| WHAT NEEDS TO BE DONE |
An identical copy of all the entries is the required result.

▬▬▬▬▬▬▬▬▬▬

//! Map construction and tile bookkeeping.

use glam::{IVec2, Vec2};
use pathfinding::prelude::bfs_reach;
use smallvec::SmallVec;
use tracing::debug;

use crate::constants::{MapTile, CELL_SIZE};
use crate::entity::ghost::Archetype;
use crate::error::{GameResult, MapError};
use crate::map::direction::Direction;
use crate::map::parser::{MapTileParser, ParsedMap};

/// The tile grid the simulation runs on.
///
/// Both axes wrap around, so the map behaves like a cylinder: stepping off the left
/// edge lands on the right edge of the same row. Walls along the top and bottom rows
/// keep vertical wraparound from ever being taken in the built-in layouts.
#[derive(Debug, Clone)]
pub struct Map {
    width: usize,
    height: usize,
    /// Row-major tile data; only pellet cells are ever mutated.
    tiles: Vec<MapTile>,
    player_spawn: IVec2,
    ghost_spawns: [IVec2; 4],
    total_pellets: u32,
    remaining_pellets: u32,
}

impl Map {
    /// Creates a new `Map` from a raw board layout.
    ///
    /// # Errors
    ///
    /// Returns an error if the layout cannot be parsed, has no pellets, or its walkable
    /// cells do not form a single connected region.
    pub fn new(raw_board: &[&str]) -> GameResult<Map> {
        let parsed = MapTileParser::parse_board(raw_board)?;
        Ok(Self::from_parsed(parsed)?)
    }

    /// Builds and validates a map from already-parsed layout data.
    pub fn from_parsed(parsed: ParsedMap) -> Result<Map, MapError> {
        let total_pellets = parsed.tiles.iter().filter(|tile| tile.is_edible()).count() as u32;
        if total_pellets == 0 {
            return Err(MapError::NoPellets);
        }

        let map = Map {
            width: parsed.width,
            height: parsed.height,
            tiles: parsed.tiles,
            player_spawn: parsed.player_spawn,
            ghost_spawns: parsed.ghost_spawns,
            total_pellets,
            remaining_pellets: total_pellets,
        };

        let walkable = map.tiles.iter().filter(|tile| tile.is_walkable()).count();
        let reachable = bfs_reach(map.player_spawn, |cell: &IVec2| map.walkable_neighbors(*cell)).count();

        if reachable != walkable {
            return Err(MapError::Disconnected { reachable, walkable });
        }

        debug!(
            width = map.width,
            height = map.height,
            pellets = total_pellets,
            walkable,
            "Map built"
        );
        Ok(map)
    }

    pub fn width(&self) -> usize {
        self.width
    }

    pub fn height(&self) -> usize {
        self.height
    }

    /// The size of the map, in subpixels.
    pub fn pixel_size(&self) -> Vec2 {
        Vec2::new(self.width as f32, self.height as f32) * CELL_SIZE
    }

    /// Wraps a cell coordinate onto the map.
    pub fn wrap(&self, cell: IVec2) -> IVec2 {
        IVec2::new(
            cell.x.rem_euclid(self.width as i32),
            cell.y.rem_euclid(self.height as i32),
        )
    }

    /// Wraps a subpixel position onto the map.
    pub fn wrap_position(&self, position: Vec2) -> Vec2 {
        let size = self.pixel_size();
        Vec2::new(position.x.rem_euclid(size.x), position.y.rem_euclid(size.y))
    }

    /// The shortest vector from `from` to `to`, taking wraparound into account.
    pub fn wrapped_delta(&self, from: Vec2, to: Vec2) -> Vec2 {
        let size = self.pixel_size();
        let delta = to - from;
        delta - size * (delta / size).round()
    }

    /// Returns the cell one step away in the given direction, with wraparound applied.
    pub fn neighbor(&self, cell: IVec2, direction: Direction) -> IVec2 {
        self.wrap(cell + direction.as_ivec2())
    }

    /// Returns the walkable cells one step away from the given cell.
    pub fn walkable_neighbors(&self, cell: IVec2) -> SmallVec<[IVec2; 4]> {
        Direction::DIRECTIONS
            .into_iter()
            .map(|dir| self.neighbor(cell, dir))
            .filter(|&next| self.is_walkable(next))
            .collect()
    }

    fn index(&self, cell: IVec2) -> usize {
        let cell = self.wrap(cell);
        cell.y as usize * self.width + cell.x as usize
    }

    /// Returns the tile at the given cell, with wraparound applied.
    pub fn tile(&self, cell: IVec2) -> MapTile {
        self.tiles[self.index(cell)]
    }

    pub fn is_walkable(&self, cell: IVec2) -> bool {
        self.tile(cell).is_walkable()
    }

    /// Clears a pellet or power pellet, returning what was there.
    ///
    /// Returns `None` if the cell held nothing edible.
    pub fn consume(&mut self, cell: IVec2) -> Option<MapTile> {
        let index = self.index(cell);
        let tile = self.tiles[index];
        if !tile.is_edible() {
            return None;
        }

        self.tiles[index] = MapTile::Path;
        self.remaining_pellets -= 1;
        Some(tile)
    }

    /// The number of pellets (including power pellets) the layout started with.
    pub fn total_pellets(&self) -> u32 {
        self.total_pellets
    }

    /// The number of pellets (including power pellets) still on the board.
    pub fn remaining_pellets(&self) -> u32 {
        self.remaining_pellets
    }

    pub fn player_spawn(&self) -> IVec2 {
        self.player_spawn
    }

    pub fn ghost_spawn(&self, archetype: Archetype) -> IVec2 {
        self.ghost_spawns[archetype.index()]
    }

    /// Returns the subpixel centre of a cell.
    pub fn cell_center(cell: IVec2) -> Vec2 {
        (cell.as_vec2() + Vec2::splat(0.5)) * CELL_SIZE
    }

    /// Returns the cell containing a subpixel position.
    pub fn cell_at(position: Vec2) -> IVec2 {
        (position / CELL_SIZE).floor().as_ivec2()
    }

    /// Iterates over every cell with its tile, row by row.
    pub fn iter_tiles(&self) -> impl Iterator<Item = (IVec2, MapTile)> + '_ {
        self.tiles.iter().enumerate().map(move |(index, tile)| {
            let cell = IVec2::new((index % self.width) as i32, (index / self.width) as i32);
            (cell, *tile)
        })
    }

    /// Iterates over the cells that are currently plain paths.
    pub fn path_cells(&self) -> impl Iterator<Item = IVec2> + '_ {
        self.iter_tiles()
            .filter(|(_, tile)| *tile == MapTile::Path)
            .map(|(cell, _)| cell)
    }
}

▬▬▬▬▬▬▬▬▬▬

| REPLY |
//! Map construction and tile bookkeeping.

use glam::{IVec2, Vec2};
use pathfinding::prelude::bfs_reach;
use smallvec::SmallVec;
use tracing::debug;

use crate::constants::{MapTile, CELL_SIZE};
use crate::entity::ghost::Archetype;
use crate::error::{GameResult, MapError};
use crate::map::direction::Direction;
use crate::map::parser::{MapTileParser, ParsedMap};

/// The tile grid the simulation runs on.
///
/// Both axes wrap around, so the map behaves like a cylinder: stepping off the left
/// edge lands on the right edge of the same row. Walls along the top and bottom rows
/// keep vertical wraparound from ever being taken in the built-in layouts.
#[derive(Debug, Clone)]
pub struct Map {
    width: usize,
    height: usize,
    /// Row-major tile data; only pellet cells are ever mutated.
    tiles: Vec<MapTile>,
    player_spawn: IVec2,
    ghost_spawns: [IVec2; 4],
    total_pellets: u32,
    remaining_pellets: u32,
}

impl Map {
    /// Creates a new `Map` from a raw board layout.
    ///
    /// # Errors
    ///
    /// Returns an error if the layout cannot be parsed, has no pellets, or its walkable
    /// cells do not form a single connected region.
    pub fn new(raw_board: &[&str]) -> GameResult<Map> {
        let parsed = MapTileParser::parse_board(raw_board)?;
        Ok(Self::from_parsed(parsed)?)
    }

    /// Builds and validates a map from already-parsed layout data.
    pub fn from_parsed(parsed: ParsedMap) -> Result<Map, MapError> {
        let total_pellets = parsed.tiles.iter().filter(|tile| tile.is_edible()).count() as u32;
        if total_pellets == 0 {
            return Err(MapError::NoPellets);
        }

        let map = Map {
            width: parsed.width,
            height: parsed.height,
            tiles: parsed.tiles,
            player_spawn: parsed.player_spawn,
            ghost_spawns: parsed.ghost_spawns,
            total_pellets,
            remaining_pellets: total_pellets,
        };

        let walkable = map.tiles.iter().filter(|tile| tile.is_walkable()).count();
        let reachable = bfs_reach(map.player_spawn, |cell: &IVec2| map.walkable_neighbors(*cell)).count();

        if reachable != walkable {
            return Err(MapError::Disconnected { reachable, walkable });
        }

        debug!(
            width = map.width,
            height = map.height,
            pellets = total_pellets,
            walkable,
            "Map built"
        );
        Ok(map)
    }

    pub fn width(&self) -> usize {
        self.width
    }

    pub fn height(&self) -> usize {
        self.height
    }

    /// The size of the map, in subpixels.
    pub fn pixel_size(&self) -> Vec2 {
        Vec2::new(self.width as f32, self.height as f32) * CELL_SIZE
    }

    /// Wraps a cell coordinate onto the map.
    pub fn wrap(&self, cell: IVec2) -> IVec2 {
        IVec2::new(
            cell.x.rem_euclid(self.width as i32),
            cell.y.rem_euclid(self.height as i32),
        )
    }

    /// Wraps a subpixel position onto the map.
    pub fn wrap_position(&self, position: Vec2) -> Vec2 {
        let size = self.pixel_size();
        Vec2::new(position.x.rem_euclid(size.x), position.y.rem_euclid(size.y))
    }

    /// The shortest vector from `from` to `to`, taking wraparound into account.
    pub fn wrapped_delta(&self, from: Vec2, to: Vec2) -> Vec2 {
        let size = self.pixel_size();
        let delta = to - from;
        delta - size * (delta / size).round()
    }

    /// Returns the cell one step away in the given direction, with wraparound applied.
    pub fn neighbor(&self, cell: IVec2, direction: Direction) -> IVec2 {
        self.wrap(cell + direction.as_ivec2())
    }

    /// Returns the walkable cells one step away from the given cell.
    pub fn walkable_neighbors(&self, cell: IVec2) -> SmallVec<[IVec2; 4]> {
        Direction::DIRECTIONS
            .into_iter()
            .map(|dir| self.neighbor(cell, dir))
            .filter(|&next| self.is_walkable(next))
            .collect()
    }

    fn index(&self, cell: IVec2) -> usize {
        let cell = self.wrap(cell);
        cell.y as usize * self.width + cell.x as usize
    }

    /// Returns the tile at the given cell, with wraparound applied.
    pub fn tile(&self, cell: IVec2) -> MapTile {
        self.tiles[self.index(cell)]
    }

    pub fn is_walkable(&self, cell: IVec2) -> bool {
        self.tile(cell).is_walkable()
    }

    /// Clears a pellet or power pellet, returning what was there.
    ///
    /// Returns `None` if the cell held nothing edible.
    pub fn consume(&mut self, cell: IVec2) -> Option<MapTile> {
        let index = self.index(cell);
        let tile = self.tiles[index];
        if !tile.is_edible() {
            return None;
        }

        self.tiles[index] = MapTile::Path;
        self.remaining_pellets -= 1;
        Some(tile)
    }

    /// The number of pellets (including power pellets) the layout started with.
    pub fn total_pellets(&self) -> u32 {
        self.total_pellets
    }

    /// The number of pellets (including power pellets) still on the board.
    pub fn remaining_pellets(&self) -> u32 {
        self.remaining_pellets
    }

    pub fn player_spawn(&self) -> IVec2 {
        self.player_spawn
    }

    pub fn ghost_spawn(&self, archetype: Archetype) -> IVec2 {
        self.ghost_spawns[archetype.index()]
    }

    /// Returns the subpixel centre of a cell.
    pub fn cell_center(cell: IVec2) -> Vec2 {
        (cell.as_vec2() + Vec2::splat(0.5)) * CELL_SIZE
    }

    /// Returns the cell containing a subpixel position.
    pub fn cell_at(position: Vec2) -> IVec2 {
        (position / CELL_SIZE).floor().as_ivec2()
    }

    /// Iterates over every cell with its tile, row by row.
    pub fn iter_tiles(&self) -> impl Iterator<Item = (IVec2, MapTile)> + '_ {
        self.tiles.iter().enumerate().map(move |(index, tile)| {
            let cell = IVec2::new((index % self.width) as i32, (index / self.width) as i32);
            (cell, *tile)
        })
    }

    /// Iterates over the cells that are currently plain paths.
    pub fn path_cells(&self) -> impl Iterator<Item = IVec2> + '_ {
        self.iter_tiles()
            .filter(|(_, tile)| *tile == MapTile::Path)
            .map(|(cell, _)| cell)
    }
}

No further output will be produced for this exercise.